◆ **Task item**:
What you return should match the data below exactly, line for line.
*** Opening of Data under study ***
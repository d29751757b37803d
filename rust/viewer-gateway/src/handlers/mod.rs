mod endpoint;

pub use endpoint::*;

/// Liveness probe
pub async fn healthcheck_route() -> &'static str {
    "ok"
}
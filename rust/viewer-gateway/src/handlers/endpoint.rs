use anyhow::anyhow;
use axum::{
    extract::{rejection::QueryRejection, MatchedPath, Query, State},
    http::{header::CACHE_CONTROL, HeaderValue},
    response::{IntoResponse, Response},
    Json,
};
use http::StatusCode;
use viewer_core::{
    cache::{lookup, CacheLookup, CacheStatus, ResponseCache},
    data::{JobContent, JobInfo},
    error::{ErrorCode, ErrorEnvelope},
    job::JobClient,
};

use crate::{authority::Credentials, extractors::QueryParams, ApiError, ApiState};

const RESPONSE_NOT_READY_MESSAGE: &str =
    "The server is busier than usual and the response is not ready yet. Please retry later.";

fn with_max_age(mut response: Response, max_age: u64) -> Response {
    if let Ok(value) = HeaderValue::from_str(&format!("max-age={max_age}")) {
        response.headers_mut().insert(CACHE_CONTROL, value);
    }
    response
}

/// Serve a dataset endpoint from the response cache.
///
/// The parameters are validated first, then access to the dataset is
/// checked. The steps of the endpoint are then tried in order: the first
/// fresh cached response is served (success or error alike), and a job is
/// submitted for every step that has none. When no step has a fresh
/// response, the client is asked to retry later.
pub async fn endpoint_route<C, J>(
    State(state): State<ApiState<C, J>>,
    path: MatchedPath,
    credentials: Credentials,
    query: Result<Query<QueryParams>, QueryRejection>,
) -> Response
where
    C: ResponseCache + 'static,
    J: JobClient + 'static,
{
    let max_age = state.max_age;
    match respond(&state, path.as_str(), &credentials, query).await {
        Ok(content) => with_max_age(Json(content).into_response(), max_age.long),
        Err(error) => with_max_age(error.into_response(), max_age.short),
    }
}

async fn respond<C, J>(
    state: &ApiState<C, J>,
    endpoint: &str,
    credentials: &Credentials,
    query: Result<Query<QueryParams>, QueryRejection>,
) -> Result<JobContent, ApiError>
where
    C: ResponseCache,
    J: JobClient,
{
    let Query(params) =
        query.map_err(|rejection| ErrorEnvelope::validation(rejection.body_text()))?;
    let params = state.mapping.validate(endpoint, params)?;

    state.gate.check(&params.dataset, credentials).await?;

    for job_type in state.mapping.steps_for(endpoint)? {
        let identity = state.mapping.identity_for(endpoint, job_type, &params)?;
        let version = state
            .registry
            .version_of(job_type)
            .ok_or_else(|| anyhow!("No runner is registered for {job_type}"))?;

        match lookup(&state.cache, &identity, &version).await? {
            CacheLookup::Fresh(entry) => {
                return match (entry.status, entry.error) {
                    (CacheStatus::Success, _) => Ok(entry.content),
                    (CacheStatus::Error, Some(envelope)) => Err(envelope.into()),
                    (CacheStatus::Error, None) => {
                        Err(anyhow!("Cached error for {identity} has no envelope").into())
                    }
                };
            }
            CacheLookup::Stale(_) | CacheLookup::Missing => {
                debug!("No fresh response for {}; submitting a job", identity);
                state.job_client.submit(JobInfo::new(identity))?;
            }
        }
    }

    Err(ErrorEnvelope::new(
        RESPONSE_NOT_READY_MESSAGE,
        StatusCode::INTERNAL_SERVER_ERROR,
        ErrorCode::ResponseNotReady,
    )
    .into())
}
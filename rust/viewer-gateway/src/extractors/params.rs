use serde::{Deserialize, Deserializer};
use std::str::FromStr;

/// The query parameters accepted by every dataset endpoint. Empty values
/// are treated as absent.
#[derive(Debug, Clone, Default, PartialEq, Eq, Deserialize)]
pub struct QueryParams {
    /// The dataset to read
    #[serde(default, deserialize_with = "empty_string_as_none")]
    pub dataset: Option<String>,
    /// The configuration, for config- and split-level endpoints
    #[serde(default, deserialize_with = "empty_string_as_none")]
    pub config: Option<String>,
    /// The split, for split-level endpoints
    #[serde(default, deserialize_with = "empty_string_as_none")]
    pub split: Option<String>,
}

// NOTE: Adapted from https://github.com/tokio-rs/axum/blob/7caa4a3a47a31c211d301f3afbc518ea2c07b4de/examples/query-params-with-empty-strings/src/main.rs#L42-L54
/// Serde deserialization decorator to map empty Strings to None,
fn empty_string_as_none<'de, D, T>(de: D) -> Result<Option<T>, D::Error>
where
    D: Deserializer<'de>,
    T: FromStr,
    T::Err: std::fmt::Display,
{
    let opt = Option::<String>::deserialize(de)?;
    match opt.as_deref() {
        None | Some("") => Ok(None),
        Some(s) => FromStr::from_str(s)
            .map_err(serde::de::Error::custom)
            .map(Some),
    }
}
*** Close of Data under study ***
◆ **Problem solution**:
repository d29751757b37803d
filename rust/viewer-gateway/src/handlers/mod.rs
mod endpoint;

pub use endpoint::*;

/// Liveness probe
pub async fn healthcheck_route() -> &'static str {
    "ok"
}
filename rust/viewer-gateway/src/handlers/endpoint.rs
use anyhow::anyhow;
use axum::{
    extract::{rejection::QueryRejection, MatchedPath, Query, State},
    http::{header::CACHE_CONTROL, HeaderValue},
    response::{IntoResponse, Response},
    Json,
};
use http::StatusCode;
use viewer_core::{
    cache::{lookup, CacheLookup, CacheStatus, ResponseCache},
    data::{JobContent, JobInfo},
    error::{ErrorCode, ErrorEnvelope},
    job::JobClient,
};

use crate::{authority::Credentials, extractors::QueryParams, ApiError, ApiState};

const RESPONSE_NOT_READY_MESSAGE: &str =
    "The server is busier than usual and the response is not ready yet. Please retry later.";

fn with_max_age(mut response: Response, max_age: u64) -> Response {
    if let Ok(value) = HeaderValue::from_str(&format!("max-age={max_age}")) {
        response.headers_mut().insert(CACHE_CONTROL, value);
    }
    response
}

/// Serve a dataset endpoint from the response cache.
///
/// The parameters are validated first, then access to the dataset is
/// checked. The steps of the endpoint are then tried in order: the first
/// fresh cached response is served (success or error alike), and a job is
/// submitted for every step that has none. When no step has a fresh
/// response, the client is asked to retry later.
pub async fn endpoint_route<C, J>(
    State(state): State<ApiState<C, J>>,
    path: MatchedPath,
    credentials: Credentials,
    query: Result<Query<QueryParams>, QueryRejection>,
) -> Response
where
    C: ResponseCache + 'static,
    J: JobClient + 'static,
{
    let max_age = state.max_age;
    match respond(&state, path.as_str(), &credentials, query).await {
        Ok(content) => with_max_age(Json(content).into_response(), max_age.long),
        Err(error) => with_max_age(error.into_response(), max_age.short),
    }
}

async fn respond<C, J>(
    state: &ApiState<C, J>,
    endpoint: &str,
    credentials: &Credentials,
    query: Result<Query<QueryParams>, QueryRejection>,
) -> Result<JobContent, ApiError>
where
    C: ResponseCache,
    J: JobClient,
{
    let Query(params) =
        query.map_err(|rejection| ErrorEnvelope::validation(rejection.body_text()))?;
    let params = state.mapping.validate(endpoint, params)?;

    state.gate.check(&params.dataset, credentials).await?;

    for job_type in state.mapping.steps_for(endpoint)? {
        let identity = state.mapping.identity_for(endpoint, job_type, &params)?;
        let version = state
            .registry
            .version_of(job_type)
            .ok_or_else(|| anyhow!("No runner is registered for {job_type}"))?;

        match lookup(&state.cache, &identity, &version).await? {
            CacheLookup::Fresh(entry) => {
                return match (entry.status, entry.error) {
                    (CacheStatus::Success, _) => Ok(entry.content),
                    (CacheStatus::Error, Some(envelope)) => Err(envelope.into()),
                    (CacheStatus::Error, None) => {
                        Err(anyhow!("Cached error for {identity} has no envelope").into())
                    }
                };
            }
            CacheLookup::Stale(_) | CacheLookup::Missing => {
                debug!("No fresh response for {}; submitting a job", identity);
                state.job_client.submit(JobInfo::new(identity))?;
            }
        }
    }

    Err(ErrorEnvelope::new(
        RESPONSE_NOT_READY_MESSAGE,
        StatusCode::INTERNAL_SERVER_ERROR,
        ErrorCode::ResponseNotReady,
    )
    .into())
}
filename rust/viewer-gateway/src/extractors/params.rs
use serde::{Deserialize, Deserializer};
use std::str::FromStr;

/// The query parameters accepted by every dataset endpoint. Empty values
/// are treated as absent.
#[derive(Debug, Clone, Default, PartialEq, Eq, Deserialize)]
pub struct QueryParams {
    /// The dataset to read
    #[serde(default, deserialize_with = "empty_string_as_none")]
    pub dataset: Option<String>,
    /// The configuration, for config- and split-level endpoints
    #[serde(default, deserialize_with = "empty_string_as_none")]
    pub config: Option<String>,
    /// The split, for split-level endpoints
    #[serde(default, deserialize_with = "empty_string_as_none")]
    pub split: Option<String>,
}

// NOTE: Adapted from https://github.com/tokio-rs/axum/blob/7caa4a3a47a31c211d301f3afbc518ea2c07b4de/examples/query-params-with-empty-strings/src/main.rs#L42-L54
/// Serde deserialization decorator to map empty Strings to None,
fn empty_string_as_none<'de, D, T>(de: D) -> Result<Option<T>, D::Error>
where
    D: Deserializer<'de>,
    T: FromStr,
    T::Err: std::fmt::Display,
{
    let opt = Option::<String>::deserialize(de)?;
    match opt.as_deref() {
        None | Some("") => Ok(None),
        Some(s) => FromStr::from_str(s)
            .map_err(serde::de::Error::custom)
            .map(Some),
    }
}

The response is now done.